容姿と声が固定された『大乱闘スマッシュブラザーズ SPECIAL』のルフレ

 PCで展開される美少女ゲームが今よりもホットなジャンルとして注目されていた2000年頃は「家庭用ゲームに移植される際に初めてボイスがつく」ゲームもめずらしくありませんでした。

 そんな時、PC版を遊びつつ追加要素目当てで移植版も買う筆者のようなプレイヤーは、こう言ってしまうのです。「その声、イメージと違う…!」

 ボイスがない状態で物語を堪能することで、キャラクターの声のイメージが個々人のなかでしっかりできてしまうのが原因です。美少女ゲームにかぎらず、ニンテンドー3DSに移植されて初めてボイスが付いた『ドラゴンクエストVIII 空と海と大地と呪われし姫君』などでも(一部の人に)起きた現象です。

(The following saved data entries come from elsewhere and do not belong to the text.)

/// Host sensor sources backed by Linux sysfs
use log::{debug, warn};
use tokio::sync::mpsc::Sender;
use tokio::task::JoinHandle;
use tokio::time::{interval, MissedTickBehavior};

use crate::models::{BatteryEvent, NodeEvent, ThermometerEvent, Tick};
use crate::utils::ticks_to_duration;

/// Parse a thermal zone reading (millidegrees C) into degrees C
pub fn parse_millidegrees(raw: &str) -> Option<f32> {
    raw.trim().parse::<i64>().ok().map(|m| m as f32 / 1000.0)
}

/// Parse a power supply `voltage_now` reading (microvolts) into volts
pub fn parse_microvolts(raw: &str) -> Option<f32> {
    raw.trim().parse::<i64>().ok().map(|uv| uv as f32 / 1_000_000.0)
}

/// Take one thermometer reading
///
/// An unreadable device is an error event; unreadable contents are an
/// update without a value.
pub async fn read_thermometer(path: &str) -> ThermometerEvent {
    match tokio::fs::read_to_string(path).await {
        Ok(raw) => {
            let reading = parse_millidegrees(&raw);
            if reading.is_none() {
                warn!("Unexpected thermometer contents in {}: {:?}", path, raw.trim());
            }
            ThermometerEvent::Update(reading)
        }
        Err(e) => {
            debug!("Failed to read thermometer {}: {}", path, e);
            ThermometerEvent::Error
        }
    }
}

/// Take one battery voltage reading
pub async fn read_battery(path: &str) -> BatteryEvent {
    match tokio::fs::read_to_string(path).await {
        Ok(raw) => {
            let reading = parse_microvolts(&raw);
            if reading.is_none() {
                warn!("Unexpected battery contents in {}: {:?}", path, raw.trim());
            }
            BatteryEvent::Update(reading)
        }
        Err(e) => {
            debug!("Failed to read battery voltage {}: {}", path, e);
            BatteryEvent::Error
        }
    }
}

/// Poll the thermometer every `interval_ms`, starting immediately
pub fn spawn_thermometer(path: String, interval_ms: Tick, events: Sender<NodeEvent>) -> JoinHandle<()> {
    tokio::spawn(async move {
        let mut ticker = interval(ticks_to_duration(interval_ms));
        ticker.set_missed_tick_behavior(MissedTickBehavior::Delay);

        loop {
            ticker.tick().await;
            let event = read_thermometer(&path).await;
            if events.send(NodeEvent::Thermometer(event)).await.is_err() {
                debug!("Node stopped, thermometer source exiting");
                break;
            }
        }
    })
}

/// Poll the battery voltage every `interval_ms`, starting immediately
pub fn spawn_battery(path: String, interval_ms: Tick, events: Sender<NodeEvent>) -> JoinHandle<()> {
    tokio::spawn(async move {
        let mut ticker = interval(ticks_to_duration(interval_ms));
        ticker.set_missed_tick_behavior(MissedTickBehavior::Delay);

        loop {
            ticker.tick().await;
            let event = read_battery(&path).await;
            if events.send(NodeEvent::Battery(event)).await.is_err() {
                debug!("Node stopped, battery source exiting");
                break;
            }
        }
    })
}

#[cfg(test)]
mod tests {
    use super::*;
    use std::path::PathBuf;

    fn scratch_file(name: &str, contents: &str) -> PathBuf {
        let path = std::env::temp_dir().join(format!("{}-{}", std::process::id(), name));
        std::fs::write(&path, contents).unwrap();
        path
    }

    #[test]
    fn parses_sysfs_units() {
        assert_eq!(parse_millidegrees("23450\n"), Some(23.45));
        assert_eq!(parse_millidegrees("-5000"), Some(-5.0));
        assert_eq!(parse_microvolts("3670000\n"), Some(3.67));
        assert_eq!(parse_millidegrees("n/a"), None);
        assert_eq!(parse_microvolts(""), None);
    }

    #[tokio::test]
    async fn thermometer_maps_file_states_to_events() {
        let good = scratch_file("thermo-good", "21000\n");
        let bad = scratch_file("thermo-bad", "garbage");

        assert_eq!(
            read_thermometer(good.to_str().unwrap()).await,
            ThermometerEvent::Update(Some(21.0))
        );
        assert_eq!(
            read_thermometer(bad.to_str().unwrap()).await,
            ThermometerEvent::Update(None)
        );
        assert_eq!(
            read_thermometer("/nonexistent/thermal_zone/temp").await,
            ThermometerEvent::Error
        );

        let _ = std::fs::remove_file(good);
        let _ = std::fs::remove_file(bad);
    }

    #[tokio::test]
    async fn battery_maps_file_states_to_events() {
        let good = scratch_file("battery-good", "3000000\n");

        assert_eq!(
            read_battery(good.to_str().unwrap()).await,
            BatteryEvent::Update(Some(3.0))
        );
        assert_eq!(
            read_battery("/nonexistent/power_supply/voltage_now").await,
            BatteryEvent::Error
        );

        let _ = std::fs::remove_file(good);
    }

    #[tokio::test]
    async fn source_stops_when_node_is_gone() {
        let (tx, mut rx) = tokio::sync::mpsc::channel(1);
        let handle = spawn_battery("/nonexistent/voltage_now".to_string(), 10, tx);

        assert_eq!(rx.recv().await, Some(NodeEvent::Battery(BatteryEvent::Error)));
        drop(rx);

        handle.await.unwrap();
    }
}
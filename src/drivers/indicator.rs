use log::info;

use crate::models::Tick;

/// Visual feedback on the node; never load-bearing
pub trait Indicator {
    fn pulse(&mut self, duration_ms: Tick);
}

/// Stand-in LED that records pulses in the log
#[derive(Debug, Default)]
pub struct LogIndicator;

impl Indicator for LogIndicator {
    fn pulse(&mut self, duration_ms: Tick) {
        info!("LED pulse for {} ms", duration_ms);
    }
}
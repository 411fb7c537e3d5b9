/// Utility functions for formatting
use std::time::Duration;
use time::{format_description, OffsetDateTime};

use crate::models::Tick;

/// Format a timestamp for human-readable logging
///
/// Converts an OffsetDateTime to DD.MM.YYYY - HH:MM:SS format
/// Falls back to default string representation if formatting fails.
pub fn format_datetime(dt: &OffsetDateTime) -> String {
    match format_description::parse("[day].[month].[year] - [hour]:[minute]:[second]") {
        Ok(format) => dt.format(&format).unwrap_or_else(|_| dt.to_string()),
        Err(_) => dt.to_string(),
    }
}

/// Convert a tick count to a std Duration
pub fn ticks_to_duration(ticks: Tick) -> Duration {
    Duration::from_millis(ticks)
}

#[cfg(test)]
mod tests {
    use super::*;

    #[test]
    fn formats_datetime() {
        let dt = OffsetDateTime::from_unix_timestamp(0).unwrap();
        assert_eq!(format_datetime(&dt), "01.01.1970 - 00:00:00");
    }

    #[test]
    fn ticks_are_milliseconds() {
        assert_eq!(ticks_to_duration(1500), Duration::from_millis(1500));
    }
}
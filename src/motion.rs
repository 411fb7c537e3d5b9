use crate::models::Tick;

/// Minimum spacing between two counted motion triggers
pub const DEFAULT_DEBOUNCE_MS: Tick = 2000;

/// Saturating motion counter with a debounce window
///
/// PIR sensors chatter on a single physical event. Triggers arriving before
/// `next_eligible` are dropped, so a burst counts once per window while the
/// total keeps accumulating between reports.
#[derive(Debug, Clone)]
pub struct MotionCounter {
    count: u16,
    next_eligible: Tick,
    debounce: Tick,
}

impl MotionCounter {
    pub fn new(debounce: Tick) -> Self {
        MotionCounter {
            count: 0,
            next_eligible: 0,
            debounce,
        }
    }

    /// Register a trigger seen at `now`; returns whether it was counted
    pub fn on_trigger(&mut self, now: Tick) -> bool {
        if now < self.next_eligible {
            return false;
        }

        self.next_eligible = now.saturating_add(self.debounce);
        self.count = self.count.saturating_add(1);
        true
    }

    /// Zero the count after a successful report; the debounce window stays
    pub fn reset(&mut self) {
        self.count = 0;
    }

    pub fn count(&self) -> u16 {
        self.count
    }

    pub fn next_eligible(&self) -> Tick {
        self.next_eligible
    }
}

impl Default for MotionCounter {
    fn default() -> Self {
        MotionCounter::new(DEFAULT_DEBOUNCE_MS)
    }
}
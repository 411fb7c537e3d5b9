/// Sliding-window sample buffer for one sensor channel
use std::collections::VecDeque;

/// Default window size for each sample channel
pub const DEFAULT_STREAM_SAMPLES: usize = 8;

/// Fixed-capacity window over the most recent samples of a channel
///
/// Once full, every new sample evicts the oldest one. The average is only
/// defined while at least one sample is held.
#[derive(Debug, Clone)]
pub struct SampleStream {
    samples: VecDeque<f32>,
    capacity: usize,
}

impl SampleStream {
    /// Create an empty stream holding at most `capacity` samples
    ///
    /// A zero capacity is bumped to one so a fed stream always has an average.
    pub fn new(capacity: usize) -> Self {
        let capacity = capacity.max(1);
        SampleStream {
            samples: VecDeque::with_capacity(capacity),
            capacity,
        }
    }

    pub fn push(&mut self, sample: f32) {
        if self.samples.len() == self.capacity {
            self.samples.pop_front();
        }
        self.samples.push_back(sample);
    }

    /// Arithmetic mean of the held samples, `None` when the stream is empty
    pub fn average(&self) -> Option<f32> {
        if self.samples.is_empty() {
            return None;
        }

        let sum: f32 = self.samples.iter().sum();
        Some(sum / self.samples.len() as f32)
    }

    /// Drop every held sample, used when the upstream sensor reports an error
    pub fn clear(&mut self) {
        self.samples.clear();
    }

    pub fn len(&self) -> usize {
        self.samples.len()
    }

    pub fn is_empty(&self) -> bool {
        self.samples.is_empty()
    }

    pub fn capacity(&self) -> usize {
        self.capacity
    }
}

impl Default for SampleStream {
    fn default() -> Self {
        SampleStream::new(DEFAULT_STREAM_SAMPLES)
    }
}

 また、2018年発売の『大乱闘スマッシュブラザーズ SPECIAL』は『ファイアーエムブレム 覚醒』のルフレが参戦しましたが、ルフレは本来、名前や性別に加えて容姿や声も複数パターンのなかから好きなものを選んでメイキングできるキャラクターでした。

 そういう出自を持つだけに、『スマブラ』参戦の発表時は「嬉しいけど、自分の知ってるルフレじゃない…!?」と喜びと戸惑いがないまぜになっている『FE』ファンの姿も(一部で)見られました。

【デメリット2】会話シーンのテンポが悪くなる

 今日はゲーム中のすべてのセリフにボイスが付いている「フルボイス」仕様のタイトルもめずらしくありませんが、RPGやノベルゲームなどでは、これによってテンポが悪くなりました。

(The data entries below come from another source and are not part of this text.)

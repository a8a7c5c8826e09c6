use std::collections::HashMap;
use std::sync::Arc;

use async_trait::async_trait;
use otocards_core::model::{CardId, ProgressRecord, ProgressUpdate, UserId};
use otocards_core::session::SyncIntent;
use serde_json::json;

use crate::error::TransportError;

/// Header carrying the verified user identity, injected by the upstream auth
/// layer in front of the Progress API.
pub const USER_ID_HEADER: &str = "x-user-id";

/// Wire access to the Progress API.
///
/// Abstracted behind a trait so headless tests can substitute a recording
/// fake for the HTTP implementation.
#[async_trait]
pub trait ProgressTransport: Send + Sync {
    /// Fetch all progress records for the current user.
    ///
    /// # Errors
    ///
    /// Returns `TransportError` on auth or transport failures.
    async fn fetch_progress(&self) -> Result<HashMap<CardId, ProgressRecord>, TransportError>;

    /// Issue a seen-increment upsert for one card.
    ///
    /// # Errors
    ///
    /// Returns `TransportError` on auth or transport failures.
    async fn put_seen(&self, card_id: &CardId) -> Result<(), TransportError>;

    /// Issue a field-update upsert for one card.
    ///
    /// # Errors
    ///
    /// Returns `TransportError` on auth or transport failures.
    async fn put_fields(
        &self,
        card_id: &CardId,
        update: &ProgressUpdate,
    ) -> Result<(), TransportError>;
}

//
// ─── HTTP TRANSPORT ────────────────────────────────────────────────────────────
//

/// `ProgressTransport` over HTTP against the Progress API.
#[derive(Clone)]
pub struct HttpProgressTransport {
    base_url: String,
    user_id: UserId,
    client: reqwest::Client,
}

impl HttpProgressTransport {
    #[must_use]
    pub fn new(base_url: impl Into<String>, user_id: UserId) -> Self {
        Self {
            base_url: base_url.into(),
            user_id,
            client: reqwest::Client::new(),
        }
    }

    fn url(&self, path: &str) -> String {
        format!("{}{path}", self.base_url.trim_end_matches('/'))
    }

    async fn put(&self, body: serde_json::Value) -> Result<(), TransportError> {
        let response = self
            .client
            .put(self.url("/progress"))
            .header(USER_ID_HEADER, self.user_id.to_string())
            .json(&body)
            .send()
            .await?;
        check_status(response.status())
    }
}

fn check_status(status: reqwest::StatusCode) -> Result<(), TransportError> {
    if status == reqwest::StatusCode::UNAUTHORIZED {
        return Err(TransportError::Unauthenticated);
    }
    if !status.is_success() {
        return Err(TransportError::HttpStatus(status));
    }
    Ok(())
}

#[async_trait]
impl ProgressTransport for HttpProgressTransport {
    async fn fetch_progress(&self) -> Result<HashMap<CardId, ProgressRecord>, TransportError> {
        let response = self
            .client
            .get(self.url("/progress"))
            .header(USER_ID_HEADER, self.user_id.to_string())
            .send()
            .await?;
        check_status(response.status())?;
        Ok(response.json().await?)
    }

    async fn put_seen(&self, card_id: &CardId) -> Result<(), TransportError> {
        self.put(json!({ "cardId": card_id, "seen": true })).await
    }

    async fn put_fields(
        &self,
        card_id: &CardId,
        update: &ProgressUpdate,
    ) -> Result<(), TransportError> {
        let mut body = json!({ "cardId": card_id });
        if let (Some(map), Ok(serde_json::Value::Object(fields))) =
            (body.as_object_mut(), serde_json::to_value(update))
        {
            map.extend(fields);
        }
        self.put(body).await
    }
}

//
// ─── SYNC SERVICE ──────────────────────────────────────────────────────────────
//

/// Fire-and-forget dispatcher for the sync intents emitted by the session
/// state machine.
///
/// Every failure is logged and swallowed: a lost write is acceptable here,
/// a blocked swipe is not. No retries are attempted, and local optimistic
/// state is never rolled back.
#[derive(Clone)]
pub struct ProgressSyncService {
    transport: Arc<dyn ProgressTransport>,
}

impl ProgressSyncService {
    #[must_use]
    pub fn new(transport: Arc<dyn ProgressTransport>) -> Self {
        Self { transport }
    }

    /// Initial progress fetch for session seeding.
    ///
    /// A failed fetch degrades to "no progress": the user studies with empty
    /// seen/bookmark sets rather than seeing an error.
    pub async fn initial_progress(&self) -> HashMap<CardId, ProgressRecord> {
        match self.transport.fetch_progress().await {
            Ok(records) => records,
            Err(err) => {
                tracing::warn!(error = %err, "progress fetch failed, starting with empty progress");
                HashMap::new()
            }
        }
    }

    /// Dispatch one sync intent, swallowing any failure.
    pub async fn dispatch(&self, intent: SyncIntent) {
        let result = match &intent {
            SyncIntent::MarkSeen(card_id) => self.transport.put_seen(card_id).await,
            SyncIntent::SetBookmark(card_id, value) => {
                self.transport
                    .put_fields(card_id, &ProgressUpdate::bookmark(*value))
                    .await
            }
            SyncIntent::SetCompleted(card_id, value) => {
                self.transport
                    .put_fields(card_id, &ProgressUpdate::complete(*value))
                    .await
            }
            SyncIntent::RateDifficulty(card_id, rating) => {
                self.transport
                    .put_fields(card_id, &ProgressUpdate::rating(*rating))
                    .await
            }
        };

        if let Err(err) = result {
            tracing::warn!(error = %err, intent = ?intent, "progress sync failed, dropping update");
        }
    }
}

//
// ─── TESTS ─────────────────────────────────────────────────────────────────────
//
use chrono::{DateTime, Utc};
use serde::{Deserialize, Serialize};
use thiserror::Error;

/// Inclusive range of user difficulty ratings.
pub const MIN_DIFFICULTY_RATING: u8 = 1;
pub const MAX_DIFFICULTY_RATING: u8 = 5;

#[derive(Debug, Error, Clone, PartialEq, Eq)]
#[non_exhaustive]
pub enum ProgressError {
    #[error("difficulty rating out of range: {0}")]
    RatingOutOfRange(u8),
}

//
// ─── PROGRESS RECORD ───────────────────────────────────────────────────────────
//

/// Per-(user, card) progress state as stored by the Progress Store.
///
/// `times_seen` is monotonically non-decreasing: it is incremented once per
/// distinct seen event and never reset or overwritten by field updates.
#[derive(Debug, Clone, PartialEq, Eq, Serialize, Deserialize)]
#[serde(rename_all = "camelCase")]
pub struct ProgressRecord {
    pub bookmarked: bool,
    pub completed: bool,
    #[serde(default, skip_serializing_if = "Option::is_none")]
    pub difficulty_rating: Option<u8>,
    pub times_seen: u32,
    pub last_seen_at: DateTime<Utc>,
}

impl ProgressRecord {
    /// Record created by the first seen event for a card.
    #[must_use]
    pub fn first_seen(now: DateTime<Utc>) -> Self {
        Self {
            bookmarked: false,
            completed: false,
            difficulty_rating: None,
            times_seen: 1,
            last_seen_at: now,
        }
    }

    /// Record created by a field update (bookmark/completion/rating) before
    /// any seen event was stored. Counts as the first sighting.
    #[must_use]
    pub fn from_update(update: &ProgressUpdate, now: DateTime<Utc>) -> Self {
        let mut record = Self::first_seen(now);
        record.apply_update(update);
        record
    }

    /// Apply a seen event: bump the counter and refresh the timestamp.
    pub fn record_seen(&mut self, now: DateTime<Utc>) {
        self.times_seen = self.times_seen.saturating_add(1);
        self.last_seen_at = now;
    }

    /// Apply a field update. Absent fields are left untouched; `times_seen`
    /// is never modified here.
    pub fn apply_update(&mut self, update: &ProgressUpdate) {
        if let Some(bookmarked) = update.bookmarked {
            self.bookmarked = bookmarked;
        }
        if let Some(completed) = update.completed {
            self.completed = completed;
        }
        if let Some(rating) = update.difficulty_rating {
            self.difficulty_rating = Some(rating);
        }
    }
}

//
// ─── PROGRESS UPDATE ───────────────────────────────────────────────────────────
//

/// Partial field update for a progress record. Every field is optional so a
/// single upsert shape covers bookmark toggles, completion marks and ratings.
#[derive(Debug, Clone, Default, PartialEq, Eq, Serialize, Deserialize)]
#[serde(rename_all = "camelCase")]
pub struct ProgressUpdate {
    #[serde(default, skip_serializing_if = "Option::is_none")]
    pub bookmarked: Option<bool>,
    #[serde(default, skip_serializing_if = "Option::is_none")]
    pub completed: Option<bool>,
    #[serde(default, skip_serializing_if = "Option::is_none")]
    pub difficulty_rating: Option<u8>,
}

impl ProgressUpdate {
    #[must_use]
    pub fn bookmark(value: bool) -> Self {
        Self {
            bookmarked: Some(value),
            ..Self::default()
        }
    }

    #[must_use]
    pub fn complete(value: bool) -> Self {
        Self {
            completed: Some(value),
            ..Self::default()
        }
    }

    #[must_use]
    pub fn rating(value: u8) -> Self {
        Self {
            difficulty_rating: Some(value),
            ..Self::default()
        }
    }

    /// Returns true when no field is set.
    #[must_use]
    pub fn is_empty(&self) -> bool {
        self.bookmarked.is_none() && self.completed.is_none() && self.difficulty_rating.is_none()
    }

    /// Validate field ranges.
    ///
    /// # Errors
    ///
    /// Returns `ProgressError::RatingOutOfRange` for ratings outside 1..=5.
    pub fn validate(&self) -> Result<(), ProgressError> {
        if let Some(rating) = self.difficulty_rating {
            if !(MIN_DIFFICULTY_RATING..=MAX_DIFFICULTY_RATING).contains(&rating) {
                return Err(ProgressError::RatingOutOfRange(rating));
            }
        }
        Ok(())
    }
}

//
// ─── PROGRESS SUMMARY ──────────────────────────────────────────────────────────
//

/// Per-user seen/bookmarked/completed counters.
#[derive(Debug, Clone, Copy, Default, PartialEq, Eq, Serialize, Deserialize)]
pub struct ProgressSummary {
    pub seen: u32,
    pub bookmarked: u32,
    pub completed: u32,
}

//
// ─── TESTS ─────────────────────────────────────────────────────────────────────
//

#[cfg(test)]
mod tests {
    use super::*;
    use crate::time::fixed_now;

    #[test]
    fn seen_events_increment_monotonically() {
        let now = fixed_now();
        let mut record = ProgressRecord::first_seen(now);
        assert_eq!(record.times_seen, 1);

        let later = now + chrono::Duration::minutes(5);
        record.record_seen(later);
        assert_eq!(record.times_seen, 2);
        assert_eq!(record.last_seen_at, later);
    }

    #[test]
    fn field_update_leaves_times_seen_alone() {
        let now = fixed_now();
        let mut record = ProgressRecord::first_seen(now);
        record.record_seen(now);

        record.apply_update(&ProgressUpdate::bookmark(true));
        assert_eq!(record.times_seen, 2);
        assert!(record.bookmarked);
        assert!(!record.completed);
    }

    #[test]
    fn update_created_record_counts_one_sighting() {
        let record = ProgressRecord::from_update(&ProgressUpdate::bookmark(true), fixed_now());
        assert_eq!(record.times_seen, 1);
        assert!(record.bookmarked);
    }

    #[test]
    fn rating_validation_bounds() {
        assert!(ProgressUpdate::rating(1).validate().is_ok());
        assert!(ProgressUpdate::rating(5).validate().is_ok());
        assert!(matches!(
            ProgressUpdate::rating(0).validate(),
            Err(ProgressError::RatingOutOfRange(0))
        ));
        assert!(ProgressUpdate::rating(6).validate().is_err());
    }

    #[test]
    fn empty_update_is_detected() {
        assert!(ProgressUpdate::default().is_empty());
        assert!(!ProgressUpdate::complete(true).is_empty());
    }
}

 ボイスがないゲームは「能動的に(≒自分の好きなペースで)」テキストを読めますが、ボイスがあるゲームでそれを楽しもうと思うと「受動的に(ゲームによって決められたペースで)」声を聞かなければならないからです。

 マンガや小説は自分の好きなペースで読めますが、アニメや映画は決められたペースで見るしかない…という話にも似ています。とはいえ、今はボイスをオフにできるゲームも多く、デメリットとして存在したのも「今は昔」というところです。

【デメリット3】一部の叙述トリックが機能しなくなる

 2008年にニンテンドーDSで発売された『世界樹の迷宮II 諸王の聖杯』に登場する冒険者ギルド長は、全身を黒い鎧で覆い隠した剣士風の人物。歴戦の猛者なのだろうと思わせられました。

 しかし、ゲームを後半まで進めると実は凛々しい女性であると判明します。先入観でプレイヤーに謝った認識を抱かせる、小説でいう「叙述トリック」のようなものですね。

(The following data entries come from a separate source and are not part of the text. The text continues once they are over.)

//
// ─── TESTS ─────────────────────────────────────────────────────────────────────
//

#[cfg(test)]
mod tests {
    use super::*;
    use crate::model::{CardContent, Difficulty};
    use crate::time::fixed_now;

    fn build_card(id: &str, category: Category, seq: u32) -> Card {
        Card {
            id: CardId::new(id),
            stack: "ent-core".to_string(),
            category,
            difficulty: Difficulty::Easy,
            seq,
            content: CardContent::Flashcard {
                front: "Q".to_string(),
                back: "A".to_string(),
            },
        }
    }

    fn catalog() -> Vec<Card> {
        vec![
            build_card("a", Category::Otology, 0),
            build_card("b", Category::Rhinology, 1),
            build_card("c", Category::Otology, 2),
        ]
    }

    fn active_session(catalog: &[Card]) -> SessionState {
        let mut state = SessionState::new(true);
        state.activate(catalog);
        state
    }

    fn seen_record(times_seen: u32, bookmarked: bool) -> ProgressRecord {
        ProgressRecord {
            bookmarked,
            completed: false,
            difficulty_rating: None,
            times_seen,
            last_seen_at: fixed_now(),
        }
    }

    #[test]
    fn dominance_marks_seen_exactly_once() {
        let catalog = catalog();
        let mut state = active_session(&catalog);

        let first = state.apply(SessionEvent::CardDominant(CardId::new("a")), &catalog);
        assert_eq!(first, vec![SyncIntent::MarkSeen(CardId::new("a"))]);

        // Revisits and duplicate observer callbacks stay silent.
        for _ in 0..3 {
            let again = state.apply(SessionEvent::CardDominant(CardId::new("a")), &catalog);
            assert!(again.is_empty());
        }
    }

    #[test]
    fn dominance_tracks_index_and_clears_hint() {
        let catalog = catalog();
        let mut state = active_session(&catalog);
        assert!(state.show_swipe_hint());

        state.apply(SessionEvent::CardDominant(CardId::new("b")), &catalog);
        assert_eq!(state.active_index(), 1);
        assert!(!state.show_swipe_hint());
    }

    #[test]
    fn stale_dominance_event_is_ignored() {
        let catalog = catalog();
        let mut state = active_session(&catalog);
        state.apply(
            SessionEvent::CategorySelected(Some(Category::Otology)),
            &catalog,
        );

        // "b" is rhinology and no longer in the deck slice.
        let intents = state.apply(SessionEvent::CardDominant(CardId::new("b")), &catalog);
        assert!(intents.is_empty());
        assert_eq!(state.active_index(), 0);
    }

    #[test]
    fn anonymous_sessions_emit_no_intents() {
        let catalog = catalog();
        let mut state = SessionState::new(false);
        state.activate(&catalog);

        let intents = state.apply(SessionEvent::CardDominant(CardId::new("a")), &catalog);
        assert!(intents.is_empty());
        let intents = state.apply(SessionEvent::BookmarkToggled(CardId::new("a")), &catalog);
        assert!(intents.is_empty());
        assert!(state.is_bookmarked(&CardId::new("a")));
    }

    #[test]
    fn bookmark_readmits_seen_card() {
        let catalog = catalog();
        let mut state = SessionState::new(true);
        let records = HashMap::from([(CardId::new("a"), seen_record(2, false))]);
        state.seed_progress(&records);
        state.activate(&catalog);

        let deck: Vec<_> = state.deck(&catalog).iter().map(|c| c.id.clone()).collect();
        assert!(!deck.contains(&CardId::new("a")));

        let intents = state.apply(SessionEvent::BookmarkToggled(CardId::new("a")), &catalog);
        assert_eq!(intents, vec![SyncIntent::SetBookmark(CardId::new("a"), true)]);

        let deck: Vec<_> = state.deck(&catalog).iter().map(|c| c.id.clone()).collect();
        assert!(deck.contains(&CardId::new("a")));
        assert!(!state.seen_cards().contains(&CardId::new("a")));
    }

    #[test]
    fn seeding_never_hides_bookmarked_cards() {
        let records = HashMap::from([
            (CardId::new("a"), seen_record(5, true)),
            (CardId::new("b"), seen_record(1, false)),
        ]);
        let mut state = SessionState::new(true);
        state.seed_progress(&records);

        assert!(state.is_bookmarked(&CardId::new("a")));
        assert!(!state.seen_cards().contains(&CardId::new("a")));
        assert!(state.seen_cards().contains(&CardId::new("b")));
    }

    #[test]
    fn empty_deck_enters_all_reviewed_and_review_again_recovers() {
        let catalog = catalog();
        let mut state = SessionState::new(true);
        let records: HashMap<_, _> = catalog
            .iter()
            .map(|card| (card.id.clone(), seen_record(1, false)))
            .collect();
        state.seed_progress(&records);
        state.activate(&catalog);

        assert_eq!(state.phase(), SessionPhase::AllReviewed);

        state.apply(SessionEvent::ReviewAgain, &catalog);
        assert_eq!(state.phase(), SessionPhase::Active);
        assert!(state.show_all_cards());
        assert_eq!(state.deck(&catalog).len(), catalog.len());
    }

    #[test]
    fn review_again_outside_terminal_phase_is_a_no_op() {
        let catalog = catalog();
        let mut state = active_session(&catalog);

        state.apply(SessionEvent::ReviewAgain, &catalog);
        assert!(!state.show_all_cards());
    }

    #[test]
    fn review_pass_keeps_session_dedup() {
        let catalog = vec![build_card("a", Category::Otology, 0)];
        let mut state = active_session(&catalog);

        // First pass: card observed and reported.
        let intents = state.apply(SessionEvent::CardDominant(CardId::new("a")), &catalog);
        assert_eq!(intents.len(), 1);

        // Simulate the server-reconciled hide, then the terminal state.
        let records = HashMap::from([(CardId::new("a"), seen_record(1, false))]);
        state.seed_progress(&records);
        state.apply(SessionEvent::CategorySelected(None), &catalog);
        assert_eq!(state.phase(), SessionPhase::AllReviewed);

        // Review pass re-admits the card but never re-reports it.
        state.apply(SessionEvent::ReviewAgain, &catalog);
        let intents = state.apply(SessionEvent::CardDominant(CardId::new("a")), &catalog);
        assert!(intents.is_empty());
    }

    #[test]
    fn anonymous_sessions_never_terminate() {
        let catalog = catalog();
        let mut state = SessionState::new(false);
        state.activate(&catalog);

        state.apply(
            SessionEvent::CategorySelected(Some(Category::HeadNeck)),
            &catalog,
        );
        // Deck is empty but anonymous sessions stay Active.
        assert!(state.deck(&catalog).is_empty());
        assert_eq!(state.phase(), SessionPhase::Active);
    }

    #[test]
    fn category_switch_clamps_active_index() {
        let catalog = catalog();
        let mut state = active_session(&catalog);
        state.apply(SessionEvent::CardDominant(CardId::new("c")), &catalog);
        assert_eq!(state.active_index(), 2);

        state.apply(
            SessionEvent::CategorySelected(Some(Category::Rhinology)),
            &catalog,
        );
        assert_eq!(state.active_index(), 0);
    }

    #[test]
    fn streak_grows_on_correct_and_resets_on_miss() {
        let catalog = catalog();
        let mut state = active_session(&catalog);

        let intents = state.apply(
            SessionEvent::AnswerSubmitted {
                card_id: CardId::new("a"),
                correct: true,
            },
            &catalog,
        );
        assert_eq!(
            intents,
            vec![SyncIntent::SetCompleted(CardId::new("a"), true)]
        );
        assert_eq!(state.streak(), 1);

        state.apply(
            SessionEvent::AnswerSubmitted {
                card_id: CardId::new("b"),
                correct: true,
            },
            &catalog,
        );
        assert_eq!(state.streak(), 2);

        let intents = state.apply(
            SessionEvent::AnswerSubmitted {
                card_id: CardId::new("c"),
                correct: false,
            },
            &catalog,
        );
        assert!(intents.is_empty());
        assert_eq!(state.streak(), 0);
    }

    #[test]
    fn out_of_range_rating_is_dropped() {
        let catalog = catalog();
        let mut state = active_session(&catalog);

        assert!(state
            .apply(
                SessionEvent::DifficultyRated {
                    card_id: CardId::new("a"),
                    rating: 0,
                },
                &catalog,
            )
            .is_empty());
        assert_eq!(
            state.apply(
                SessionEvent::DifficultyRated {
                    card_id: CardId::new("a"),
                    rating: 4,
                },
                &catalog,
            ),
            vec![SyncIntent::RateDifficulty(CardId::new("a"), 4)]
        );
    }

    #[test]
    fn unbookmarking_does_not_rehide_within_session() {
        let catalog = catalog();
        let mut state = SessionState::new(true);
        let records = HashMap::from([(CardId::new("a"), seen_record(3, true))]);
        state.seed_progress(&records);
        state.activate(&catalog);

        let intents = state.apply(SessionEvent::BookmarkToggled(CardId::new("a")), &catalog);
        assert_eq!(
            intents,
            vec![SyncIntent::SetBookmark(CardId::new("a"), false)]
        );
        // The card stays visible until the next progress fetch reconciles it.
        assert!(!state.seen_cards().contains(&CardId::new("a")));
        let deck: Vec<_> = state.deck(&catalog).iter().map(|c| c.id.clone()).collect();
        assert!(deck.contains(&CardId::new("a")));
    }
}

 しかし、本作がボイス付きでリメイクされた『新・世界樹の迷宮2 ファフニールの騎士』では、ゲーム序盤から女性の声(ボイス)で話しかけてくるため、そうしたサプライズ演出ができなくなってしまいました。

 ゲームにボイスが付いたことによるメリットとデメリットを紹介しましたが、デメリットとして挙げた要素は今ではほとんど気にならないものが多いです。今後も、ボイスを使った新しい試みや体験が味わえるゲームが増えるといいですね。